Keduanya mewakili gerak dari pinggiran ke pusat, dan dari pusat kembali ke pinggiran. Kartini, dari sudut Jawa, menulis kepada tokoh-tokoh Belanda dan menjadi suara penting dalam diskusi feminisme kolonial. Fransiskus, dari pusat dunia Katolik, berbicara tentang realitas-realitas di luar Vatikan: kemiskinan, ketimpangan, dan marginalisasi perempuan. Gerak spiritual ini menunjukkan bahwa pembebasan sejati bukan monopoli siapa yang punya kuasa, tapi siapa yang bersedia merendahkan diri untuk mencintai.
Baik Jepara maupun Roma akhirnya menjadi simbol perjumpaan. Jepara adalah tempat di mana pemikiran Kartini bersentuhan dengan modernitas dan iman. Roma adalah tempat Fransiskus mempertemukan spiritualitas dengan keberanian pastoral. Di antara keduanya, terbentang jembatan tak kasatmata yang menghubungkan mimpi akan dunia yang lebih adil bagi perempuan.
Dalam kisah mereka, kita melihat bahwa perubahan besar bisa dimulai dari tempat yang tak disangka. Dari sudut kamar Kartini dan dari balkon Vatikan tempat Fransiskus menyapa umat, dunia mendengar gema yang sama: perempuan harus diangkat martabatnya, didengar suaranya, dan dijaga hak-haknya. Dari Roma ke Jepara, kita belajar bahwa geografi tidak menghalangi cinta dan keberanian untuk menjadi cahaya.
Paus Fransiskus dan Wajah Baru Gereja
Salah satu warisan penting dari Paus Fransiskus adalah upayanya membuka Gereja bagi suara dan peran perempuan. Sejak awal kepausannya, Fransiskus menunjukkan keberpihakan yang nyata---bukan hanya dalam kata, tapi juga dalam struktur. Ia menunjuk perempuan ke dalam posisi-posisi strategis di Vatikan, termasuk pada Dewan Kepausan dan Sekretariat Ekonomi. Ini adalah langkah historis yang mematahkan tradisi lama yang nyaris sepenuhnya laki-laki.
Fransiskus juga berbicara dengan penuh penghargaan tentang kontribusi perempuan dalam kehidupan Gereja. Ia menyebut Bunda Maria sebagai "perempuan yang tahu mendengar, mengandung, dan berjalan." Baginya, perempuan bukan sekadar simbol kelembutan, melainkan kekuatan spiritual. Bahkan, ia menyebut perempuan sebagai refleksi wajah Gereja yang "ibu, bukan birokrat." Ini adalah cara halus tapi kuat dalam mengubah narasi Gereja yang kerap terjebak pada institusionalisme maskulin.

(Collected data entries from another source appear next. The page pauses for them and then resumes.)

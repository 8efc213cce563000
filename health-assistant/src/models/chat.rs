use serde::{Deserialize, Serialize};
use validator::Validate;

/// Body of `POST /api/chat`.
#[derive(Debug, Clone, Default, Deserialize, Validate)]
pub struct ChatRequest {
    #[serde(default)]
    #[validate(required, length(min = 1))]
    pub message: Option<String>,
}

/// Body of `POST /api/analyze-image`.
#[derive(Debug, Clone, Default, Deserialize, Validate)]
pub struct ImageAnalysisRequest {
    /// Base64 image, optionally prefixed with a data-URI header.
    #[serde(default)]
    #[validate(required, length(min = 1))]
    pub image: Option<String>,
    #[serde(default)]
    #[validate(required, length(min = 1))]
    pub query: Option<String>,
}

/// Successful answer returned to the client.
#[derive(Debug, Clone, Serialize, Deserialize, PartialEq, Eq)]
pub struct AiReply {
    pub response: String,
}
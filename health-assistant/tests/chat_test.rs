//! Integration tests for `POST /api/chat`.

mod common;

use axum::http::StatusCode;
use common::{post_json, test_router, test_router_with_retry};
use health_assistant::services::prompts::{health_prompt, REFUSAL_SENTENCE};
use health_assistant::services::providers::mock::MockTextProvider;
use health_assistant::services::providers::{PromptPart, ProviderError};
use serde_json::json;
use service_core::retry::RetryConfig;
use std::sync::Arc;

#[tokio::test]
async fn empty_body_object_is_rejected() {
    let provider = Arc::new(MockTextProvider::replying("unused"));
    let (status, body) = post_json(test_router(provider.clone()), "/api/chat", "{}").await;

    assert_eq!(status, StatusCode::BAD_REQUEST);
    assert_eq!(body, json!({ "error": "No message provided" }));
    assert_eq!(provider.call_count(), 0);
}

#[tokio::test]
async fn empty_message_is_rejected() {
    let provider = Arc::new(MockTextProvider::replying("unused"));
    let (status, body) =
        post_json(test_router(provider.clone()), "/api/chat", r#"{"message":""}"#).await;

    assert_eq!(status, StatusCode::BAD_REQUEST);
    assert_eq!(body, json!({ "error": "No message provided" }));
    assert_eq!(provider.call_count(), 0);
}

#[tokio::test]
async fn question_is_wrapped_and_reply_is_cleaned() {
    let provider = Arc::new(MockTextProvider::replying("**Try** resting.\n1. Drink water"));
    let (status, body) = post_json(
        test_router(provider.clone()),
        "/api/chat",
        r#"{"message":"What helps a headache?"}"#,
    )
    .await;

    assert_eq!(status, StatusCode::OK);
    assert_eq!(body, json!({ "response": "Try resting.\n1. Drink water" }));

    let requests = provider.requests();
    assert_eq!(requests.len(), 1);
    assert_eq!(
        requests[0],
        vec![PromptPart::text(health_prompt("What helps a headache?"))]
    );
    match &requests[0][0] {
        PromptPart::Text(prompt) => {
            assert!(prompt.contains("What helps a headache?"));
            assert!(prompt.contains(REFUSAL_SENTENCE));
        }
        other => panic!("expected a text part, got {other:?}"),
    }
}

#[tokio::test]
async fn provider_failure_returns_its_message() {
    let error = ProviderError::ApiError("quota exceeded".to_string());
    let provider = Arc::new(MockTextProvider::failing(error.clone()));
    let (status, body) =
        post_json(test_router(provider), "/api/chat", r#"{"message":"hi"}"#).await;

    assert_eq!(status, StatusCode::INTERNAL_SERVER_ERROR);
    assert_eq!(body, json!({ "error": error.to_string() }));
}

#[tokio::test]
async fn malformed_json_is_a_server_error() {
    let provider = Arc::new(MockTextProvider::replying("unused"));
    let (status, body) = post_json(test_router(provider.clone()), "/api/chat", "{not json").await;

    assert_eq!(status, StatusCode::INTERNAL_SERVER_ERROR);
    assert!(body["error"].as_str().is_some_and(|e| !e.is_empty()));
    assert_eq!(provider.call_count(), 0);
}

#[tokio::test]
async fn non_string_message_is_a_server_error() {
    let provider = Arc::new(MockTextProvider::replying("unused"));
    let (status, body) =
        post_json(test_router(provider.clone()), "/api/chat", r#"{"message":false}"#).await;

    assert_eq!(status, StatusCode::INTERNAL_SERVER_ERROR);
    assert!(body["error"].as_str().is_some_and(|e| !e.is_empty()));
    assert_eq!(provider.call_count(), 0);
}

#[tokio::test]
async fn transient_provider_failure_is_retried() {
    let provider = Arc::new(MockTextProvider::scripted(vec![
        Err(ProviderError::RateLimited),
        Ok("Sleep well.".to_string()),
    ]));
    let (status, body) = post_json(
        test_router_with_retry(provider.clone(), RetryConfig::quick()),
        "/api/chat",
        r#"{"message":"insomnia tips"}"#,
    )
    .await;

    assert_eq!(status, StatusCode::OK);
    assert_eq!(body, json!({ "response": "Sleep well." }));
    assert_eq!(provider.call_count(), 2);
}
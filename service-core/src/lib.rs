//! service-core: shared infrastructure for the health assistant service.
pub mod config;
pub mod error;
pub mod middleware;
pub mod observability;
pub mod retry;
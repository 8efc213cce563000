//! Retry utilities for calls to upstream services.
//!
//! Provides bounded retries with exponential backoff. Callers decide which
//! failures are transient by implementing [`Retryable`] on their error type.

use rand::Rng;
use std::fmt::Display;
use std::future::Future;
use std::time::Duration;
use tokio::time::sleep;
use tracing::{info, warn};

/// Configuration for retry behavior.
#[derive(Clone, Debug)]
pub struct RetryConfig {
    /// Maximum number of retry attempts (not including the initial attempt).
    pub max_retries: u32,
    /// Initial backoff duration before first retry.
    pub initial_backoff: Duration,
    /// Maximum backoff duration.
    pub max_backoff: Duration,
    /// Backoff multiplier for exponential backoff.
    pub backoff_multiplier: f64,
    /// Whether to add jitter to backoff duration.
    pub add_jitter: bool,
}

impl Default for RetryConfig {
    fn default() -> Self {
        Self {
            max_retries: 2,
            initial_backoff: Duration::from_millis(250),
            max_backoff: Duration::from_secs(5),
            backoff_multiplier: 2.0,
            add_jitter: true,
        }
    }
}

impl RetryConfig {
    /// Create a config with no retries.
    pub fn no_retry() -> Self {
        Self {
            max_retries: 0,
            ..Default::default()
        }
    }

    /// Create a config for quick retries (smaller backoffs).
    pub fn quick() -> Self {
        Self {
            max_retries: 2,
            initial_backoff: Duration::from_millis(10),
            max_backoff: Duration::from_millis(100),
            backoff_multiplier: 2.0,
            add_jitter: false,
        }
    }

    /// Calculate backoff duration for a given attempt.
    fn backoff_duration(&self, attempt: u32) -> Duration {
        let backoff =
            self.initial_backoff.as_millis() as f64 * self.backoff_multiplier.powi(attempt as i32);
        let backoff_ms = backoff.min(self.max_backoff.as_millis() as f64) as u64;

        let mut duration = Duration::from_millis(backoff_ms);

        if self.add_jitter {
            // Up to 25% jitter
            let jitter = (backoff_ms as f64 * 0.25 * rand::thread_rng().r#gen::<f64>()) as u64;
            duration += Duration::from_millis(jitter);
        }

        duration
    }
}

/// Classifies an error as transient (worth retrying) or fatal.
pub trait Retryable {
    fn is_retryable(&self) -> bool;
}

/// Execute an async call with retry logic.
///
/// Fatal errors (per [`Retryable`]) are returned immediately; transient ones
/// are retried until `config.max_retries` is exhausted.
///
/// # Example
/// ```ignore
/// let reply = retry_call(&RetryConfig::default(), "generate_content", || async {
///     provider.generate(&parts).await
/// })
/// .await?;
/// ```
pub async fn retry_call<F, Fut, T, E>(config: &RetryConfig, operation_name: &str, f: F) -> Result<T, E>
where
    F: Fn() -> Fut,
    Fut: Future<Output = Result<T, E>>,
    E: Retryable + Display,
{
    let mut attempt = 0;

    loop {
        match f().await {
            Ok(result) => {
                if attempt > 0 {
                    info!(
                        operation = operation_name,
                        attempt = attempt + 1,
                        "Call succeeded after retry"
                    );
                }
                return Ok(result);
            }
            Err(err) => {
                if !err.is_retryable() {
                    warn!(
                        operation = operation_name,
                        error = %err,
                        "Call failed with permanent error, not retrying"
                    );
                    return Err(err);
                }

                if attempt >= config.max_retries {
                    warn!(
                        operation = operation_name,
                        attempt = attempt + 1,
                        error = %err,
                        "Call failed after max retries"
                    );
                    return Err(err);
                }

                let backoff = config.backoff_duration(attempt);
                warn!(
                    operation = operation_name,
                    attempt = attempt + 1,
                    error = %err,
                    backoff_ms = backoff.as_millis() as u64,
                    "Call failed, retrying after backoff"
                );

                sleep(backoff).await;
                attempt += 1;
            }
        }
    }
}
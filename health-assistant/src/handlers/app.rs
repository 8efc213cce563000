use crate::AppState;
use askama::Template;
use axum::{extract::State, http::StatusCode, response::IntoResponse, Json};
use serde_json::json;

#[derive(Template)]
#[template(path = "index.html")]
pub struct IndexTemplate {}

pub async fn index() -> impl IntoResponse {
    IndexTemplate {}
}

/// Liveness check.
pub async fn health_check(State(state): State<AppState>) -> impl IntoResponse {
    Json(json!({
        "status": "ok",
        "service": "health-assistant",
        "version": env!("CARGO_PKG_VERSION"),
        "model": state.assistant.model(),
    }))
}

/// Readiness check: not ready until a model API key is configured.
pub async fn readiness_check(State(state): State<AppState>) -> impl IntoResponse {
    if state.ready {
        StatusCode::OK
    } else {
        StatusCode::SERVICE_UNAVAILABLE
    }
}

pub async fn metrics() -> impl IntoResponse {
    crate::services::metrics::render_metrics()
}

Selain tindakan simbolik, Fransiskus juga mendukung studi teologi feminis. Ia tidak menolak diskusi tentang bagaimana teologi bisa memahami pengalaman perempuan dengan lebih empatik. Ia percaya bahwa suara perempuan bukan hanya diperlukan dalam urusan pastoral, tetapi juga dalam pengambilan keputusan. Ini adalah bentuk pengakuan bahwa perempuan bukan hanya "umat" yang dilayani, tetapi juga "pelayan" yang membangun komunitas.
Meski tidak mendorong imamat perempuan secara eksplisit, Fransiskus menggarisbawahi pentingnya "ruang kepemimpinan non-klerikal" bagi perempuan. Ia ingin Gereja menjadi tempat laki-laki dan perempuan dapat menjalankan panggilannya tanpa terhambat oleh struktur yang menutup diri. Dalam konteks inilah, reformasi Fransiskus menjadi jembatan penting menuju Gereja yang lebih inklusif.